> Work to be completed: Output exactly the lines that run from the top of the entries to the line holding "batches and tasks.", including both of those lines.
==== Dataset excerpts ====
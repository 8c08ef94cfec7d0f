use crate::record::is_marker_field;

/// One field: driver column name → output field name.
#[derive(Debug, Clone, PartialEq, Eq)]
pub struct FieldMap {
    /// Name as produced by the driver (`"CREATED_AT"`).
    pub source: String,
    /// Name in the sanitized record (`"created_at"`).
    pub target: String,
}

/// Ordered source → target field mapping.
///
/// Source names are unique: when a source repeats, the first occurrence wins.
/// Pairs targeting a degraded-record marker field are dropped.
/// Immutable once built; the engine shares it across batches and tasks.
#[derive(Debug, Clone, Default, PartialEq, Eq)]
pub struct FieldMapping {
    fields: Vec<FieldMap>,
}

impl FieldMapping {
    pub fn new<S, T>(pairs: impl IntoIterator<Item = (S, T)>) -> Self
    where
        S: Into<String>,
        T: Into<String>,
    {
        let mut fields: Vec<FieldMap> = Vec::new();
        for (source, target) in pairs {
            let source = source.into();
            let target = target.into();
            if is_marker_field(&target) || fields.iter().any(|f| f.source == source) {
                continue;
            }
            fields.push(FieldMap { source, target });
        }
        Self { fields }
    }

    /// Mapping where every output name is the lowercased source name.
    pub fn from_names<S: AsRef<str>>(names: impl IntoIterator<Item = S>) -> Self {
        Self::new(
            names
                .into_iter()
                .map(|n| (n.as_ref().to_string(), n.as_ref().to_lowercase())),
        )
    }

    pub fn iter(&self) -> std::slice::Iter<'_, FieldMap> {
        self.fields.iter()
    }

    pub fn len(&self) -> usize {
        self.fields.len()
    }

    pub fn is_empty(&self) -> bool {
        self.fields.is_empty()
    }

    pub fn target_of(&self, source: &str) -> Option<&str> {
        self.fields
            .iter()
            .find(|f| f.source == source)
            .map(|f| f.target.as_str())
    }

    pub fn sources(&self) -> impl Iterator<Item = &str> {
        self.fields.iter().map(|f| f.source.as_str())
    }
}

impl<'a> IntoIterator for &'a FieldMapping {
    type Item = &'a FieldMap;
    type IntoIter = std::slice::Iter<'a, FieldMap>;

    fn into_iter(self) -> Self::IntoIter {
        self.fields.iter()
    }
}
====
> Exercise answer:
repository 8c08ef94cfec7d0f
use crate::record::is_marker_field;

/// One field: driver column name → output field name.
#[derive(Debug, Clone, PartialEq, Eq)]
pub struct FieldMap {
    /// Name as produced by the driver (`"CREATED_AT"`).
    pub source: String,
    /// Name in the sanitized record (`"created_at"`).
    pub target: String,
}

/// Ordered source → target field mapping.
///
/// Source names are unique: when a source repeats, the first occurrence wins.
/// Pairs targeting a degraded-record marker field are dropped.
/// Immutable once built; the engine shares it across batches and tasks.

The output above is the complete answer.